• WORK TO BE COMPLETED
All of the records must be repeated exactly as they read.
※
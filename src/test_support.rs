//! Test utilities shared across the crate.
//!
//! This module is only compiled during tests (`#[cfg(test)]`).

use std::cell::Cell;
use std::collections::HashMap;
use std::io;
use std::time::{Duration, Instant};

use crate::core::action::Command;
use crate::core::clock::Clock;
use crate::tui::Screen;
use crate::tui::event::KeySource;

/// A clock that only moves when the loop sleeps.
pub struct FakeClock {
    start: Instant,
    elapsed: Cell<Duration>,
}

impl FakeClock {
    pub fn new() -> Self {
        Self {
            start: Instant::now(),
            elapsed: Cell::new(Duration::ZERO),
        }
    }

    pub fn elapsed(&self) -> Duration {
        self.elapsed.get()
    }
}

impl Clock for FakeClock {
    fn now(&self) -> Instant {
        self.start + self.elapsed.get()
    }

    fn sleep(&self, period: Duration) {
        self.elapsed.set(self.elapsed.get() + period);
    }
}

/// Hands out commands on given poll numbers (the first poll is 1).
#[derive(Default)]
pub struct ScriptedKeys {
    script: HashMap<usize, Command>,
    fail: bool,
    pub polls: usize,
}

impl ScriptedKeys {
    pub fn new(script: impl IntoIterator<Item = (usize, Command)>) -> Self {
        Self {
            script: script.into_iter().collect(),
            ..Default::default()
        }
    }

    /// A key source whose every poll fails, like a missing tty.
    pub fn failing() -> Self {
        Self {
            fail: true,
            ..Default::default()
        }
    }
}

impl KeySource for ScriptedKeys {
    fn poll(&mut self) -> io::Result<Option<Command>> {
        self.polls += 1;
        if self.fail {
            return Err(io::Error::other("no tty"));
        }
        Ok(self.script.get(&self.polls).copied())
    }
}

#[derive(Debug, Clone, Copy, PartialEq, Eq)]
pub enum Shown {
    Seconds(u64),
    Paused,
}

/// Remembers every draw instead of touching a terminal.
#[derive(Default)]
pub struct RecordingScreen {
    pub shown: Vec<Shown>,
}

impl RecordingScreen {
    pub fn seconds(&self) -> Vec<u64> {
        self.shown
            .iter()
            .filter_map(|s| match s {
                Shown::Seconds(n) => Some(*n),
                Shown::Paused => None,
            })
            .collect()
    }
}

impl Screen for RecordingScreen {
    fn render(&mut self, total_seconds: u64) -> io::Result<()> {
        self.shown.push(Shown::Seconds(total_seconds));
        Ok(())
    }

    fn show_paused(&mut self) -> io::Result<()> {
        self.shown.push(Shown::Paused);
        Ok(())
    }
}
※
• TASK SOLUTION
filename src/test_support.rs
//! Test utilities shared across the crate.
//!
//! This module is only compiled during tests (`#[cfg(test)]`).

use std::cell::Cell;
use std::collections::HashMap;
use std::io;
use std::time::{Duration, Instant};

use crate::core::action::Command;
use crate::core::clock::Clock;
use crate::tui::Screen;
use crate::tui::event::KeySource;

/// A clock that only moves when the loop sleeps.
pub struct FakeClock {
    start: Instant,
    elapsed: Cell<Duration>,
}

impl FakeClock {
    pub fn new() -> Self {
        Self {
            start: Instant::now(),
            elapsed: Cell::new(Duration::ZERO),
        }
    }

    pub fn elapsed(&self) -> Duration {
        self.elapsed.get()
    }
}

impl Clock for FakeClock {
    fn now(&self) -> Instant {
        self.start + self.elapsed.get()
    }

    fn sleep(&self, period: Duration) {
        self.elapsed.set(self.elapsed.get() + period);
    }
}

/// Hands out commands on given poll numbers (the first poll is 1).
#[derive(Default)]
pub struct ScriptedKeys {
    script: HashMap<usize, Command>,
    fail: bool,
    pub polls: usize,
}

impl ScriptedKeys {
    pub fn new(script: impl IntoIterator<Item = (usize, Command)>) -> Self {
        Self {
            script: script.into_iter().collect(),
            ..Default::default()
        }
    }

    /// A key source whose every poll fails, like a missing tty.
    pub fn failing() -> Self {
        Self {
            fail: true,
            ..Default::default()
        }
    }
}

impl KeySource for ScriptedKeys {
    fn poll(&mut self) -> io::Result<Option<Command>> {
        self.polls += 1;
        if self.fail {
            return Err(io::Error::other("no tty"));
        }
        Ok(self.script.get(&self.polls).copied())
    }
}

#[derive(Debug, Clone, Copy, PartialEq, Eq)]
pub enum Shown {
    Seconds(u64),
    Paused,
}

/// Remembers every draw instead of touching a terminal.
#[derive(Default)]
pub struct RecordingScreen {
    pub shown: Vec<Shown>,
}

impl RecordingScreen {
    pub fn seconds(&self) -> Vec<u64> {
        self.shown
            .iter()
            .filter_map(|s| match s {
                Shown::Seconds(n) => Some(*n),
                Shown::Paused => None,
            })
            .collect()
    }
}

impl Screen for RecordingScreen {
    fn render(&mut self, total_seconds: u64) -> io::Result<()> {
        self.shown.push(Shown::Seconds(total_seconds));
        Ok(())
    }

    fn show_paused(&mut self) -> io::Result<()> {
        self.shown.push(Shown::Paused);
        Ok(())
    }
}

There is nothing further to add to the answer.